As Michael R. Bloomberg entered a midtown hotel elevator on the night of his victory in the New York mayoral race, former Governor Hugh L. Carey pulled him aside and recounted a bit of history for the 59-year-old billionaire. Back in 1880, the city elected as mayor William Russell Grace, a shipping magnate with no political experience. Grace would spend mornings in City Hall, Carey told the mayor-elect, and afternoons down the street tending to his business, W.R. Grace & Co. Bloomberg, who remains CEO of the privately held company he founded 20 years ago, laughed at Carey's story, then vowed that, as the Big Apple's 108th mayor, he wouldn't be pursuing dual careers.

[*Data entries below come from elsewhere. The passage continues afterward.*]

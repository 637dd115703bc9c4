//! HTTP client for the movie lookup endpoint plus the card view model shared
//! by the desktop apps.

use anyhow::Context;
use async_trait::async_trait;
use reqwest::Client;
use shared::{
    domain::MovieRecord,
    error::UpstreamErrorBody,
    protocol::{parse_movie_body, MovieBody, MovieQuery},
};
use tracing::{debug, info};
use url::Url;

pub mod card;
pub mod config;
pub mod error;

pub use card::{InfoItem, MovieCard, PosterCaption, RatingRow, TriggerButton};
pub use config::{load_settings, Settings};
pub use error::FetchError;
pub use reqwest::StatusCode;

/// Where movie records and poster bytes come from.
#[async_trait]
pub trait MovieSource: Send + Sync {
    async fn fetch_movie(&self) -> Result<MovieRecord, FetchError>;
    async fn fetch_poster(&self, url: &str) -> Result<Vec<u8>, FetchError>;
}

pub struct MovieClient {
    http: Client,
    base_url: Url,
    query: MovieQuery,
}

impl MovieClient {
    pub fn new(base_url: Url, query: MovieQuery) -> Self {
        Self {
            http: Client::new(),
            base_url,
            query,
        }
    }

    pub fn from_settings(settings: &Settings) -> anyhow::Result<Self> {
        let base_url = settings
            .base_url()
            .context("invalid movie API base url")?;
        Ok(Self::new(base_url, settings.movie_query()))
    }

    pub fn base_url(&self) -> &Url {
        &self.base_url
    }

    pub fn query(&self) -> &MovieQuery {
        &self.query
    }
}

#[async_trait]
impl MovieSource for MovieClient {
    async fn fetch_movie(&self) -> Result<MovieRecord, FetchError> {
        debug!(imdb_id = %self.query.imdb_id, "requesting movie record");
        let response = self
            .http
            .get(self.base_url.clone())
            .query(&self.query)
            .send()
            .await?;

        let status = response.status();
        let body = response.bytes().await?;
        if !status.is_success() {
            // The API reports bad keys as 401 with its usual error envelope.
            if let Ok(envelope) = serde_json::from_slice::<UpstreamErrorBody>(&body) {
                if envelope.is_failure() {
                    return Err(FetchError::Upstream(envelope.into()));
                }
            }
            return Err(FetchError::Status(status));
        }

        match parse_movie_body(&body)? {
            MovieBody::Record(record) => {
                info!(
                    imdb_id = %self.query.imdb_id,
                    title = record.title.as_deref().unwrap_or_default(),
                    ratings = record.ratings.len(),
                    "movie record received"
                );
                Ok(record)
            }
            MovieBody::Rejected(err) => Err(err.into()),
        }
    }

    async fn fetch_poster(&self, url: &str) -> Result<Vec<u8>, FetchError> {
        let bytes = self
            .http
            .get(url)
            .send()
            .await?
            .error_for_status()?
            .bytes()
            .await?;
        debug!(url, size = bytes.len(), "poster downloaded");
        Ok(bytes.to_vec())
    }
}

#[cfg(test)]
#[path = "tests/lib_tests.rs"]
mod tests;
use reqwest::StatusCode;
use shared::error::UpstreamError;
use thiserror::Error;

#[derive(Debug, Error)]
pub enum FetchError {
    #[error("transport failure: {0}")]
    Transport(#[from] reqwest::Error),
    #[error("unexpected HTTP status {0}")]
    Status(StatusCode),
    #[error("malformed response body: {0}")]
    Decode(#[from] serde_json::Error),
    #[error(transparent)]
    Upstream(#[from] UpstreamError),
}

impl FetchError {
    /// Short stable name used as a structured log field.
    pub fn kind(&self) -> &'static str {
        match self {
            Self::Transport(_) => "transport",
            Self::Status(_) => "status",
            Self::Decode(_) => "decode",
            Self::Upstream(_) => "upstream",
        }
    }
}
use std::fmt;

use serde::{Deserialize, Serialize};

/// Placeholder the upstream API uses for fields it has no value for.
pub const NOT_AVAILABLE: &str = "N/A";

macro_rules! string_newtype {
    ($name:ident) => {
        #[derive(Debug, Clone, PartialEq, Eq, Hash, Serialize, Deserialize)]
        #[serde(transparent)]
        pub struct $name(pub String);

        impl fmt::Display for $name {
            fn fmt(&self, f: &mut fmt::Formatter<'_>) -> fmt::Result {
                f.write_str(&self.0)
            }
        }

        impl From<&str> for $name {
            fn from(value: &str) -> Self {
                Self(value.to_string())
            }
        }
    };
}

string_newtype!(ImdbId);
string_newtype!(ApiKey);

/// A single `{Source, Value}` pair from the upstream `Ratings` array.
/// Either side may be missing or `null`; the row is still kept.
#[derive(Debug, Clone, Default, PartialEq, Eq, Serialize, Deserialize)]
#[serde(rename_all = "PascalCase")]
pub struct RatingEntry {
    pub source: Option<String>,
    pub value: Option<String>,
}

/// Flat pass-through of the upstream movie document.
///
/// Every scalar is optional and kept as the raw string the API returned.
/// `ratings` is empty when the key is absent or `null`.
#[derive(Debug, Clone, Default, PartialEq, Eq, Serialize, Deserialize)]
#[serde(rename_all = "PascalCase")]
pub struct MovieRecord {
    pub title: Option<String>,
    pub year: Option<String>,
    pub rated: Option<String>,
    pub released: Option<String>,
    pub runtime: Option<String>,
    pub genre: Option<String>,
    pub director: Option<String>,
    pub writer: Option<String>,
    pub actors: Option<String>,
    pub plot: Option<String>,
    pub language: Option<String>,
    pub country: Option<String>,
    pub awards: Option<String>,
    pub poster: Option<String>,
    #[serde(default, deserialize_with = "null_as_empty")]
    pub ratings: Vec<RatingEntry>,
    pub metascore: Option<String>,
    #[serde(rename = "imdbRating")]
    pub imdb_rating: Option<String>,
    #[serde(rename = "imdbVotes")]
    pub imdb_votes: Option<String>,
    #[serde(rename = "imdbID")]
    pub imdb_id: Option<ImdbId>,
    #[serde(rename = "Type")]
    pub kind: Option<String>,
    #[serde(rename = "DVD")]
    pub dvd: Option<String>,
    pub box_office: Option<String>,
    pub production: Option<String>,
    pub website: Option<String>,
    pub response: Option<String>,
}

impl MovieRecord {
    /// Poster URL, unless the API reported none.
    pub fn poster_url(&self) -> Option<&str> {
        self.poster
            .as_deref()
            .map(str::trim)
            .filter(|url| !url.is_empty() && *url != NOT_AVAILABLE)
    }
}

fn null_as_empty<'de, D>(deserializer: D) -> Result<Vec<RatingEntry>, D::Error>
where
    D: serde::Deserializer<'de>,
{
    Ok(Option::<Vec<RatingEntry>>::deserialize(deserializer)?.unwrap_or_default())
}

Still, extracting himself from Bloomberg LP, in which he holds a 72% stake, could become Bloomberg's first messy challenge even before he's sworn in on Jan. 1. Speculation is already rife that he is considering selling his company, perhaps for an asking price of more than $10 billion. A Bloomberg spokeswoman denies the company is for sale, but either way, Bloomberg's departure could mean turmoil for the $2.5 billion-a- year financial-data-and-media empire.
Bloomberg will be leaving his company to an executive team that has been around for years, but no one member possesses the outsized personality that has helped make the Bloomberg name and terminals ubiquitous on Wall Street. Bloomberg also leaves amid the worst economic downturn in a decade. Analysts are predicting that the company's sales growth of 15% in 2000 will be cut in half next year. And rival Reuters PLC is gaining market share and charges lower prices for its financial data. Bloomberg's departure "has got to hurt," says John A. McConville, editor of quarterly guide Market Data Industry. "You're removing an egotistical and charismatic leader. Whatever he brought to the table is now gone."

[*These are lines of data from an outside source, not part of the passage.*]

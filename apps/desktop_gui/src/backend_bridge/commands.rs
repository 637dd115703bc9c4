//! Backend commands queued from UI to backend worker.

#[derive(Debug, Clone, PartialEq, Eq)]
pub enum BackendCommand {
    FetchMovie,
    FetchPoster { url: String },
}

impl BackendCommand {
    pub fn name(&self) -> &'static str {
        match self {
            Self::FetchMovie => "fetch_movie",
            Self::FetchPoster { .. } => "fetch_poster",
        }
    }
}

Bloomberg as mayor is raising ethical issues as well, since he owns a company whose biggest customers are the investment houses that bid regularly to underwrite city bonds. Merrill Lynch & Co. (MER ), his only outside partner, with a 20% stake, is a senior underwriter of city bonds and in 1997 received $27.6 million in tax abatements for promising to keep 9,000 jobs in New York City. Merrill officials declined comment. (Bloomberg has said he won't seek tax abatements for a new 700,000-sq.-ft. headquarters to be completed in 2004.) Bloomberg aide Bill Cunningham sees no conflict with selecting underwriters: "Ultimately there is no conflict [because] they all lease Bloombergs," he says. But the mayor-elect will have "to be extremely careful not to show favoritism," warns Columbia University finance professor David O. Beim, a business ethics specialist.
NO BLIND TRUST. Bloomberg has said he will abide by the decision of the city's Conflicts of Interest Board, which in the coming weeks is expected to review his holdings. The decision will be made by board members Jane W. Parver, a partner at law firm Kaye Scholer LLP, and Bruce Green, a Fordham University law professor. A third board member, Benito Romano, is likely to recuse himself since his law firm, Willkie Farr & Gallagher, has worked for Bloomberg LP and defended him and the company against three sexual-harassment lawsuits by former employees. Parver, Green, and Romano declined to comment.
Many politicians with business interests opt to put their investments in blind trusts while in office, but because Bloomberg's stake is so large and not in public stock, a blind trust wouldn't solve the problem. The conflicts board could let Bloomberg keep his stake but place tight restrictions on how and when, as mayor, he deals with Wall Street firms that are also Bloomberg customers. But such constraints would undermine his main appeal to voters: his business savvy that has become so critical to the city's post-September 11 economy.
"A BIT RICH." The conflicts board could also go to extremes and require him to sell outright. Company insiders value the privately held empire at north of $10 billion, or roughly four times revenues. In addition to the Bloomberg wire service, there are magazines, radio and TV operations. About 95% of annual revenues, however, come from leases on 160,000 terminals. The "Bloombergs," as they have come to be known, provide traders, brokers, and financial analysts with reams of information, from breaking news reports to complex analytics. "This is still a great asset, but that price is a bit rich," says one media investment banker. "Their margins won't stay where they are."
So who would be interested? Thomson, Dow Jones, Reuters, Pearson, and The McGraw-Hill Companies, the parent of BusinessWeek, are some of the names in circulation. A Dow Jones spokesman says his company has no interest. Spokespersons for the other companies declined to comment. If it's not an all-cash deal, Bloomberg could still find himself in a predicament--by holding stock of another company with ties to the city.
The job of guiding Bloomberg into its third decade will most likely fall to Lex Fenwick, the company's former head of U.S. and European sales who was appointed chief operating officer in June. When Bloomberg resigns as chief executive, Fenwick will probably be elevated. But as the company prepares to yank Mike Bloomberg's signature from the first screen of its terminals, where it has been displayed for years, don't expect Fenwick's to fill that space. After all, the company is still called Bloomberg.